+++ THE INPUT

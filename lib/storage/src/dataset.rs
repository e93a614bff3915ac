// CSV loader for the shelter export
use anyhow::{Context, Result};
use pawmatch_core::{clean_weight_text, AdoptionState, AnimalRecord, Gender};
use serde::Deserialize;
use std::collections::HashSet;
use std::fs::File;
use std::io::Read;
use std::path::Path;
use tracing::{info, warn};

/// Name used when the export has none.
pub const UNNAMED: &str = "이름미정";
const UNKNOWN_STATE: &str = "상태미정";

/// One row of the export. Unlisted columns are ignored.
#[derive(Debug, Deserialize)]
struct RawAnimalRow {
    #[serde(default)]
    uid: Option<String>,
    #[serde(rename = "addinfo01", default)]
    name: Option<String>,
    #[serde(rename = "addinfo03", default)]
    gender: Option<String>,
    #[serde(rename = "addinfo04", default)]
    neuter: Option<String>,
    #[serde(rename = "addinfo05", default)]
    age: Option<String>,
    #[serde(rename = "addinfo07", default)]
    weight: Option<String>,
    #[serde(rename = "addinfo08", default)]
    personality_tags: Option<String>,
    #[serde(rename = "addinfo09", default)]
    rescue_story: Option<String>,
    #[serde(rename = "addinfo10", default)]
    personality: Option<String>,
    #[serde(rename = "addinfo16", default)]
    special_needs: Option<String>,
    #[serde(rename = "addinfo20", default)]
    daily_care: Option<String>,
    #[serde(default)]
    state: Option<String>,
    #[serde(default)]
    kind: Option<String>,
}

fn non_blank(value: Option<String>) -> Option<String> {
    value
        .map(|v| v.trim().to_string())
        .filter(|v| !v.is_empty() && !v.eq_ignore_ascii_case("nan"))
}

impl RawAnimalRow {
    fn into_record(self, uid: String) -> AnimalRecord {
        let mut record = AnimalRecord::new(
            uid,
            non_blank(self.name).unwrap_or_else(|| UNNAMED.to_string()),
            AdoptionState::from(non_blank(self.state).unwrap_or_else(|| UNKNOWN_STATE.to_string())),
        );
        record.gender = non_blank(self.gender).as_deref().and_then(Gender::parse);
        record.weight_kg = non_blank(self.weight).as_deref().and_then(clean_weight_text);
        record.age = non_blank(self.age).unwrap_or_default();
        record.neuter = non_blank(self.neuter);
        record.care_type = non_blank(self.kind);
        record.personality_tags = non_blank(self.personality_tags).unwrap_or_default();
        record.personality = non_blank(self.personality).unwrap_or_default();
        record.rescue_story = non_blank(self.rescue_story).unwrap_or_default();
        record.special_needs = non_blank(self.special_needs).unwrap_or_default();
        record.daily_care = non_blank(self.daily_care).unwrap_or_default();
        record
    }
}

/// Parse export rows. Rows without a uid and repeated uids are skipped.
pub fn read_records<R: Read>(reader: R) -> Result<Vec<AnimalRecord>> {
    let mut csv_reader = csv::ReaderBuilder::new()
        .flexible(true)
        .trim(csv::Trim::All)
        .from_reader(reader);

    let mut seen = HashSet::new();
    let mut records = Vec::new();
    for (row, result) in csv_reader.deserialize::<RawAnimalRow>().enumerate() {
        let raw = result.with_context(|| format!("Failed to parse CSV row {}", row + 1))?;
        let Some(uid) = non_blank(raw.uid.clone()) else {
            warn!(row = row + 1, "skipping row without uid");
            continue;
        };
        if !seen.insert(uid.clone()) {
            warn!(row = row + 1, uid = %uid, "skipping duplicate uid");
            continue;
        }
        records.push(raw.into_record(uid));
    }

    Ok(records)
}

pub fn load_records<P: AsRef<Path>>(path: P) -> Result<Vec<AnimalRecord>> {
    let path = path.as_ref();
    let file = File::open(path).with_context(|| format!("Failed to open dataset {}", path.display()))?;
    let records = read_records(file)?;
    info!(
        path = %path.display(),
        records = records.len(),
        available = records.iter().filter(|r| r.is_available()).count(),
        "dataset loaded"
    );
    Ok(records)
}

++++++

▶ [YOUR OBJECTIVE]
Please return exactly the lines from the opening line of the data above through the line with "use std::fs::File;", both included and nothing else.

▶ [TASK ANSWER]
filename lib/storage/src/dataset.rs
repository e93a614bff3915ac
// CSV loader for the shelter export
use anyhow::{Context, Result};
use pawmatch_core::{clean_weight_text, AdoptionState, AnimalRecord, Gender};
use serde::Deserialize;
use std::collections::HashSet;
use std::fs::File;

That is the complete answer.